[Saved data entries]

++++++++++++++++++++

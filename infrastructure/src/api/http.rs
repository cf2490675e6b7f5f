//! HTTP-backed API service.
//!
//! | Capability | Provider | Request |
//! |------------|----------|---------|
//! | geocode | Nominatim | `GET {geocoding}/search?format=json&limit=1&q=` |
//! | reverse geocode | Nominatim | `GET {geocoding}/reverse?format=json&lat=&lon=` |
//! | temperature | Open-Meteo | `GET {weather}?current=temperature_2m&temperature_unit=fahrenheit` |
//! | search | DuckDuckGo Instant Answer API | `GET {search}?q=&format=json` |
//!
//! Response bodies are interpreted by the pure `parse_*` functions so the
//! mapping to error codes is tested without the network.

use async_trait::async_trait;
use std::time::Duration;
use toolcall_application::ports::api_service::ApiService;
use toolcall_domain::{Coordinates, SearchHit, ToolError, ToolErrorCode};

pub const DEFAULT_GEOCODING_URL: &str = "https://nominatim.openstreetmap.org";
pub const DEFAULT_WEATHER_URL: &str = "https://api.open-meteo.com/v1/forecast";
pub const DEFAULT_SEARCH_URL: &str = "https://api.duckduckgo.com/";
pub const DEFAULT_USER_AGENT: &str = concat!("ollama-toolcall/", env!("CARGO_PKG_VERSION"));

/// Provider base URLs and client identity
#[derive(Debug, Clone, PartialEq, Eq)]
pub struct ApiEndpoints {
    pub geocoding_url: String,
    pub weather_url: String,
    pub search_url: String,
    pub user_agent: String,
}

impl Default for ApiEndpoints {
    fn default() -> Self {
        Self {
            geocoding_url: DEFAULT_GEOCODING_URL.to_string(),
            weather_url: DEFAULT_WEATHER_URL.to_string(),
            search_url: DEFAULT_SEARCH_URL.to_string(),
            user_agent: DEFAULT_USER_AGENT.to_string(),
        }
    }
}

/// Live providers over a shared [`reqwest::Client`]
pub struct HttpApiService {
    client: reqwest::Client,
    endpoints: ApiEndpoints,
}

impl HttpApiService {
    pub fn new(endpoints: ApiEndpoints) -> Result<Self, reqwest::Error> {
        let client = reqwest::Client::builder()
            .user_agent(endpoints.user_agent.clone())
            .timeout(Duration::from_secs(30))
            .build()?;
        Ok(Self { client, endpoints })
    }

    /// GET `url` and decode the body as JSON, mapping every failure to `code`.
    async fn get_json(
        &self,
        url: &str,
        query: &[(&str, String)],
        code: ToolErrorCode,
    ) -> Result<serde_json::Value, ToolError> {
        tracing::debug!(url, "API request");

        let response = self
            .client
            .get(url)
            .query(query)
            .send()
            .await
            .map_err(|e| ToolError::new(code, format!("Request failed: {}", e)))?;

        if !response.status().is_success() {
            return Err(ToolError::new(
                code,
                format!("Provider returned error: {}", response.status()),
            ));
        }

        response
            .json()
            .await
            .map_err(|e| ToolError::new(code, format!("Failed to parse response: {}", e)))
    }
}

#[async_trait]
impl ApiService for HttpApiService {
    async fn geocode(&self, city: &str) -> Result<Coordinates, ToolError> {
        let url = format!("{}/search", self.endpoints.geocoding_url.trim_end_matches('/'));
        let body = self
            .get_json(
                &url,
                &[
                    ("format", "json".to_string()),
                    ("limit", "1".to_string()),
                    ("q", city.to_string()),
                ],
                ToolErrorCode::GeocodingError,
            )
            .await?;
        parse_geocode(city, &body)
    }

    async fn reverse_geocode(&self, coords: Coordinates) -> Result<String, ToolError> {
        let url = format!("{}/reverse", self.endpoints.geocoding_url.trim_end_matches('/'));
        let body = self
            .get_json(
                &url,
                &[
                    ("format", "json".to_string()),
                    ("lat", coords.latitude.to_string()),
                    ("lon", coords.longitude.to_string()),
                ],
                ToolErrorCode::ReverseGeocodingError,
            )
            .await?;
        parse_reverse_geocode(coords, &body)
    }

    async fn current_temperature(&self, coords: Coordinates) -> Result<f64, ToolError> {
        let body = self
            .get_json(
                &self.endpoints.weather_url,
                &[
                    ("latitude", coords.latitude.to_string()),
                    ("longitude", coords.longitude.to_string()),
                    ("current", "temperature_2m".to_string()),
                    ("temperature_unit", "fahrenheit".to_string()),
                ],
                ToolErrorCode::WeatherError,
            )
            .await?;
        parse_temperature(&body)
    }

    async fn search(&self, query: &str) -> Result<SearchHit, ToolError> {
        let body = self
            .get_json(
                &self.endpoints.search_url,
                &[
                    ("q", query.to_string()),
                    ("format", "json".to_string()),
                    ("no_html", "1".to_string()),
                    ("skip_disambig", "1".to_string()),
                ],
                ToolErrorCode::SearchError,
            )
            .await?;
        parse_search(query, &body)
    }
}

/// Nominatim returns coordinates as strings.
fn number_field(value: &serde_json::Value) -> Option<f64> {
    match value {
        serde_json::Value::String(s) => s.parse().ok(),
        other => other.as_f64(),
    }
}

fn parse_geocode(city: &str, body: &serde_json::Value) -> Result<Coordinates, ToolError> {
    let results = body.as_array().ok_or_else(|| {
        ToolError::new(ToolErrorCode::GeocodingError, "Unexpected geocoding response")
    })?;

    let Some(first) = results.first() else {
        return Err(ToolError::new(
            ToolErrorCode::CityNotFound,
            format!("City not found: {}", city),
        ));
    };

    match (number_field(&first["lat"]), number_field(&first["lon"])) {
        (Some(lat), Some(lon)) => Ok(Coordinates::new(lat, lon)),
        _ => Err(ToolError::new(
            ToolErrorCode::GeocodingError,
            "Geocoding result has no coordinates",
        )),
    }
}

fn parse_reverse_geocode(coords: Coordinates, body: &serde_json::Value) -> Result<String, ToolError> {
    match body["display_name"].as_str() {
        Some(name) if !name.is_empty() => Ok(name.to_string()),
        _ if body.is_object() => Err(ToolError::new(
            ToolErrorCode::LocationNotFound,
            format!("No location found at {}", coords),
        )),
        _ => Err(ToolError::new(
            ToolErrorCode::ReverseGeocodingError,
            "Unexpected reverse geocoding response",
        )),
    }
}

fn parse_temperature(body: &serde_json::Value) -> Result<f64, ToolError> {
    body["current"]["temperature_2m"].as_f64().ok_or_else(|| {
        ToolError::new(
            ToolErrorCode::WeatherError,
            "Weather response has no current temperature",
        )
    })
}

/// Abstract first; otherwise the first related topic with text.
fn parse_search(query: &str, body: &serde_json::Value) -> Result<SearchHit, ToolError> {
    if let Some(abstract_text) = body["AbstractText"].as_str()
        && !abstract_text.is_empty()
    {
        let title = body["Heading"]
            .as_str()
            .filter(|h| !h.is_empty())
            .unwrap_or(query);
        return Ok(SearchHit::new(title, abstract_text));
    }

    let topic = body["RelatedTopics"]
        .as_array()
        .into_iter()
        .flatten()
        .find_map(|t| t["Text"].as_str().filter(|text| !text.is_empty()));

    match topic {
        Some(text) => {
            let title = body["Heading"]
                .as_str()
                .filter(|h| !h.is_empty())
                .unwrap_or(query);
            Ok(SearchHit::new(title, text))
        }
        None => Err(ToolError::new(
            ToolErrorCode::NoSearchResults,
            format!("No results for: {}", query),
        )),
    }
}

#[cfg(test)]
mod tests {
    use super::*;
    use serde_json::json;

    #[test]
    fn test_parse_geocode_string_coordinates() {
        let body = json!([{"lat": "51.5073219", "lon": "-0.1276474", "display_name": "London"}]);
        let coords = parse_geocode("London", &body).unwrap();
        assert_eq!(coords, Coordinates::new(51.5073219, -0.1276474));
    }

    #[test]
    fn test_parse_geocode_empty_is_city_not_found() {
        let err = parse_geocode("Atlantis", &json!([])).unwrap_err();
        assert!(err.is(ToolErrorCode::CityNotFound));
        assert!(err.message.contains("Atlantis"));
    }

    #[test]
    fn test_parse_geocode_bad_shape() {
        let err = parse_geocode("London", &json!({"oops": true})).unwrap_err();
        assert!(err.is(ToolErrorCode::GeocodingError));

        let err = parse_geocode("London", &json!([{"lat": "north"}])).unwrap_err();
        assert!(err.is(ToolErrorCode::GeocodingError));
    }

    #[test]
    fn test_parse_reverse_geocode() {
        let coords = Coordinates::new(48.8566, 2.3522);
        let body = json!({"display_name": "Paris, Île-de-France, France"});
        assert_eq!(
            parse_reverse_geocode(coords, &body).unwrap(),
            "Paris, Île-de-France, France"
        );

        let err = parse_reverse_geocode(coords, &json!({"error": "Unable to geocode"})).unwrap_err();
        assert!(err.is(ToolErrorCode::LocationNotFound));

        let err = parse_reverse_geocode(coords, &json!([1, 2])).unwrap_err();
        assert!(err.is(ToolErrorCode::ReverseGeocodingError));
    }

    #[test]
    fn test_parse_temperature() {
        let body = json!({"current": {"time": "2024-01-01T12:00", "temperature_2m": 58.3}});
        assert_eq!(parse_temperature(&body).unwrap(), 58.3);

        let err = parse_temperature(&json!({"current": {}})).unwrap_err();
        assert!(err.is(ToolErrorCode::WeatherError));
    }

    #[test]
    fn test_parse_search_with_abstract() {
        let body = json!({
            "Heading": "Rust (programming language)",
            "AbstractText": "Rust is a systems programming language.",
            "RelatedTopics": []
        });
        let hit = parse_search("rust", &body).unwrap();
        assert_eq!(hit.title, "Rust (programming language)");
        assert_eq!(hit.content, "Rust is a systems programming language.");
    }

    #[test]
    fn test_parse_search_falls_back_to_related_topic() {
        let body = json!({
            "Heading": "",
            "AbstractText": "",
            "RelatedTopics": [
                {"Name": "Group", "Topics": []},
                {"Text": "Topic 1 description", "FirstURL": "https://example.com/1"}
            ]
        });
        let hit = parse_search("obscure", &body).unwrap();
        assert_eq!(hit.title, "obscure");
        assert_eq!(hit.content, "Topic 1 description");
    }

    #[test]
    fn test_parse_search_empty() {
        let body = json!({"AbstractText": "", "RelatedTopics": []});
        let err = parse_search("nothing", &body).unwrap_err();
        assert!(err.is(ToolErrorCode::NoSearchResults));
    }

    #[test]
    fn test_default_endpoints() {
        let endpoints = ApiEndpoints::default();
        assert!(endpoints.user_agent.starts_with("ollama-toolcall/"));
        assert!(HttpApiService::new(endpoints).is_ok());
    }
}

++++++++++++++++++++

* [Goal of the exercise]:
Look through the entries above and find each line where the word "Atlantis" occurs; copy those lines.

* [Solution to this exercise]:
        let err = parse_geocode("Atlantis", &json!([])).unwrap_err();
        assert!(err.message.contains("Atlantis"));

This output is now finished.